Economist: Europe's crisis is political, Estonia against the tide

The lack of a common and organic policy is at the root of the crisis that Europe is going through. The adoption of prospective choices and not exclusively dictated by the emergency would allow the economy to get back on track, as demonstrated by the case of Estonia. The positive indicators of the Baltic country are an exception within the Eurozone.

Economist: Europe's crisis is political, Estonia against the tide

The crisis that is bringing Europe to its knees has political rather than economic roots. This is what is claimed by a reflection present in the latest issue of the Economist, within the column 'Charlemagne'. The lack of a common and organic policy is, in fact, having a decisive impact on the situation of Greece and the other countries at risk.
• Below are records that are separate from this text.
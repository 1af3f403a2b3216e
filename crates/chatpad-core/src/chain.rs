//! Chain variant of the turn pipeline
//!
//! Instead of sending a message list, the chain renders one text prompt from a
//! fixed template, the window memory, and the new input. The memory belongs to
//! the session that owns the chain, so two sessions never share history.

use tracing::warn;

use crate::ai::CompletionGateway;
use crate::error::{ChatError, GatewayError};
use crate::memory::WindowMemory;
use crate::params::RequestParameters;
use crate::presets::ASSISTANT_INSTRUCTION;
use crate::session::error_reply;

#[derive(Debug, Clone)]
pub struct ConversationChain {
    instruction: String,
}

impl Default for ConversationChain {
    fn default() -> Self {
        Self::new(ASSISTANT_INSTRUCTION)
    }
}

impl ConversationChain {
    pub fn new(instruction: impl Into<String>) -> Self {
        Self { instruction: instruction.into() }
    }

    pub fn render(&self, memory: &WindowMemory, input: &str) -> String {
        format!(
            "{}\n\n{}\nHuman: {}\nAssistant:",
            self.instruction,
            memory.render(),
            input
        )
    }

    /// Ask the model for a reply to `input` given the current window.
    ///
    /// Memory is left untouched, so the call can run against a snapshot.
    pub async fn call(
        &self,
        gateway: &dyn CompletionGateway,
        memory: &WindowMemory,
        input: &str,
        params: &RequestParameters,
    ) -> Result<String, GatewayError> {
        let prompt = self.render(memory, input);
        let completion = gateway.complete_text(&prompt, params).await?;
        Ok(completion.content)
    }

    /// Ask the model for a reply and remember the exchange if one came back.
    pub async fn predict(
        &self,
        gateway: &dyn CompletionGateway,
        memory: &mut WindowMemory,
        input: &str,
        params: &RequestParameters,
    ) -> Result<String, GatewayError> {
        memory.set_k(params.context_length);
        let reply = self.call(gateway, memory, input, params).await?;
        memory.save(input, reply.clone());
        Ok(reply)
    }
}

/// Session state for the chain variant: display pairs plus the window memory.
///
/// Token usage is not tracked here.
#[derive(Debug, Clone, Default)]
pub struct ChainSession {
    chain: ConversationChain,
    memory: WindowMemory,
    pairs: Vec<(String, String)>,
}

impl ChainSession {
    pub fn new(chain: ConversationChain, memory: WindowMemory) -> Self {
        Self { chain, memory, pairs: Vec::new() }
    }

    pub fn pairs(&self) -> &[(String, String)] {
        &self.pairs
    }

    pub fn memory(&self) -> &WindowMemory {
        &self.memory
    }

    pub fn chain(&self) -> &ConversationChain {
        &self.chain
    }

    /// Memory as the next call should see it: current exchanges, window of
    /// `context_length`.
    pub fn snapshot(&self, params: &RequestParameters) -> WindowMemory {
        let mut memory = self.memory.clone();
        memory.set_k(params.context_length);
        memory
    }

    pub fn record_missing_credential(&mut self, text: &str) {
        self.pairs.push((text.to_string(), error_reply(&ChatError::MissingCredential)));
    }

    /// Fold a chain call's outcome into the pairs, and into memory on success.
    pub fn finish_turn(&mut self, text: &str, result: Result<String, GatewayError>) {
        let reply = match result {
            Ok(reply) => {
                self.memory.save(text, reply.clone());
                reply
            }
            Err(e) => {
                warn!("Conversation chain failed: {}", e);
                error_reply(&ChatError::Gateway(e))
            }
        };
        self.pairs.push((text.to_string(), reply));
    }

    pub async fn submit(
        &mut self,
        gateway: &dyn CompletionGateway,
        credential: &str,
        text: &str,
        params: &RequestParameters,
    ) -> &[(String, String)] {
        if text.is_empty() {
            return &self.pairs;
        }
        if credential.is_empty() {
            self.record_missing_credential(text);
            return &self.pairs;
        }

        self.memory.set_k(params.context_length);
        let result = self.chain.call(gateway, &self.memory, text, params).await;
        self.finish_turn(text, result);
        &self.pairs
    }

    pub fn clear(&mut self) {
        self.memory.clear();
        self.pairs.clear();
    }
}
It is only on the occasion of emergency situations that the various leaders seek a confrontation and even in these cases they rely more on partial interventions than on prospective and farsighted solutions. For this reason, the collapse of the European economies, Greece in primis, seems to take the governments of the Union by surprise, while a carefully constructed strategy would make it possible to predict and contain the recent disasters. The inconsistency of European political choices is the main cause of the collapse of the financial markets and the consequent contagion effect. However, the eurozone itself presents an example of how, after a serious crisis, it is possible to get the economy back on track and trigger impressive growth. Again the Economist highlights how Estonia in 2009 went through an extremely critical phase, characterized by a boom in unemployment and a progressive contraction of GDP. A forward-looking policy not dictated by emergency choices has made it possible to get back on track and make Estonia the country with the lowest public debt in the whole eurozone. While today the European states are grappling with negative indicators, the growth of the Estonian GDP in the first quarter of 2011 reached 8,5%, the best figure of the whole European Union. Over the past year, unemployment has fallen from 18,8% to 13,8%, industrial production has risen by 26% and Fitch has raised the assessment of the Estonian state to A+. The decisive choice behind this authentic golden age was the adoption of a light tax regime which made it possible to attract the capital of numerous foreign companies. And also in this case there was a contagion effect, but a positive one. In fact, after the recent difficulties, Latvia and Lithuania are following the Estonian example. In the last year they have achieved significant growth rates, thanks above all to the boom in exports: +38% for Latvia and +42% for Lithuania. European governments should start studying the case of these three countries, a demonstration of how prospective choices are far more functional than interventions dictated exclusively by contingency.